Stored items:
━━━━━━━━

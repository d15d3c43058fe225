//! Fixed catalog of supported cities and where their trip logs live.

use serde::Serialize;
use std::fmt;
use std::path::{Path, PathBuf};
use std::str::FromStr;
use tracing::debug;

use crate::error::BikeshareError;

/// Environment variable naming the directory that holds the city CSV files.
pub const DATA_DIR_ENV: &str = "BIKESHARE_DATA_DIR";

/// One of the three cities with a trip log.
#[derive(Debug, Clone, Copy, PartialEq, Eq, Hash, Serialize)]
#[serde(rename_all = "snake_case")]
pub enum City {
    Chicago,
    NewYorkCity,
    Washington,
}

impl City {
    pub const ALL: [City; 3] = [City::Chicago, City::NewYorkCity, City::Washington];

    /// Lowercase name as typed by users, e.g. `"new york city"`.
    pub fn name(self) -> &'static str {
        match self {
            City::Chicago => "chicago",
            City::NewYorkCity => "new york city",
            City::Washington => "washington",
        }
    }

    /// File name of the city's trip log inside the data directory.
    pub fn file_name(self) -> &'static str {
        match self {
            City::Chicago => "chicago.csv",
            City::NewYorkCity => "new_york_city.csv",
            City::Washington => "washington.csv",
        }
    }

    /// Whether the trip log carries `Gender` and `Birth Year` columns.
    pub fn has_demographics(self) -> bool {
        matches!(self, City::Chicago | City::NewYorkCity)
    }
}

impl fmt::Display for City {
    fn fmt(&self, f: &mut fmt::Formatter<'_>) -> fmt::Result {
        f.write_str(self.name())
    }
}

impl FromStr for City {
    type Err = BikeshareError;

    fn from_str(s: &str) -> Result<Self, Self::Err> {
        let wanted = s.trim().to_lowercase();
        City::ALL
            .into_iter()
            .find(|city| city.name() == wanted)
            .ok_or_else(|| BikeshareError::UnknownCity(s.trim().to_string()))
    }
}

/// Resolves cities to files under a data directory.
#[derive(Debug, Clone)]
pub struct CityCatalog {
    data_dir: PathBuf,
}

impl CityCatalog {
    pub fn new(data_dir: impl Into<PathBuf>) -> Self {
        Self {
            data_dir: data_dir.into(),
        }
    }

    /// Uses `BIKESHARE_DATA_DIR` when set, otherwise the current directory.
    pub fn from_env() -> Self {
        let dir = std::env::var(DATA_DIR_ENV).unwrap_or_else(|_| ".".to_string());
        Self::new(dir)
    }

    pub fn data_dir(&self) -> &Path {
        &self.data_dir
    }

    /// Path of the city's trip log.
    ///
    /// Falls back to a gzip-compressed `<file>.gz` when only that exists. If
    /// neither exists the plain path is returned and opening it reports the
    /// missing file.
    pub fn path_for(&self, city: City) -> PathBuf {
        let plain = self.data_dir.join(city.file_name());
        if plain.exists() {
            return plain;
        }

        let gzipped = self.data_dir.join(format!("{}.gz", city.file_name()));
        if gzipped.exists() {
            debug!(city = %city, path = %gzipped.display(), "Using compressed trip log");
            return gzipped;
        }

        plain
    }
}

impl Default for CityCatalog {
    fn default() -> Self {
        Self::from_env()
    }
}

━━━━━━━━

What you have to do:
Look through the entries above for the word "Serialize". Copy every line where it shows up.

Response to this task:
use serde::Serialize;
#[derive(Debug, Clone, Copy, PartialEq, Eq, Hash, Serialize)]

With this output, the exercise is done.